(Record extracts Opens)

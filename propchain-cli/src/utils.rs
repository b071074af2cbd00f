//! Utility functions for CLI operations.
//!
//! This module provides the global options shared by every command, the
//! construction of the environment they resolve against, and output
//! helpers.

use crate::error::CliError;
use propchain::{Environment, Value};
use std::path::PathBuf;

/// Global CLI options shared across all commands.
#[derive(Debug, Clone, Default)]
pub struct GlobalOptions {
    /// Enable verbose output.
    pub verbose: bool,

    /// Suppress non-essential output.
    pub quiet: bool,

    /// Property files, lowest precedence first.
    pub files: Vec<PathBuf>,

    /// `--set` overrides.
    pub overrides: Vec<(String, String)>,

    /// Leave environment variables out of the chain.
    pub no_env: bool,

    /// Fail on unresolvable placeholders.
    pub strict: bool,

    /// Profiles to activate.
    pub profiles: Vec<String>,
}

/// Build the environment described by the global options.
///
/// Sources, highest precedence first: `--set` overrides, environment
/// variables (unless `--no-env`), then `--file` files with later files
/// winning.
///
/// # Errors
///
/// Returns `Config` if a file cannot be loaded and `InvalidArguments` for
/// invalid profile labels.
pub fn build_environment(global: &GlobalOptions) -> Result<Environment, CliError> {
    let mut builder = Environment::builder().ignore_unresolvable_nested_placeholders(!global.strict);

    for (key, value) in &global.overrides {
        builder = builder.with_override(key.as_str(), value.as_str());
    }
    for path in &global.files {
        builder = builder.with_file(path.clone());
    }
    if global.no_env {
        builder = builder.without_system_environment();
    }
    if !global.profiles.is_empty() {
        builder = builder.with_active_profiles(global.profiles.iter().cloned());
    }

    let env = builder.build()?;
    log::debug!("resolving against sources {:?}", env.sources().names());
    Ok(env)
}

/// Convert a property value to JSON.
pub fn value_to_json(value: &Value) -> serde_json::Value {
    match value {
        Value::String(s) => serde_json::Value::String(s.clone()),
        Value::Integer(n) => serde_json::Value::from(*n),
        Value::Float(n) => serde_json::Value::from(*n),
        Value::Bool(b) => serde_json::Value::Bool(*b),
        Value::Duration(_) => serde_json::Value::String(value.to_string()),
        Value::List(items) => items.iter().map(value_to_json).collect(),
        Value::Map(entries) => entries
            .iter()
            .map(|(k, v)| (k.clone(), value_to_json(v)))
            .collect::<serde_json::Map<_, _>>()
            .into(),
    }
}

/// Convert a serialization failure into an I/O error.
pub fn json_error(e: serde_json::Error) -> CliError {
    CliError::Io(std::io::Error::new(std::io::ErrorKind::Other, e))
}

(Record extracts Closes)

**Task goal**
Copy from the entries above each line in which the string "against" can be found.

**Solved problem**
//! construction of the environment they resolve against, and output
    log::debug!("resolving against sources {:?}", env.sources().names());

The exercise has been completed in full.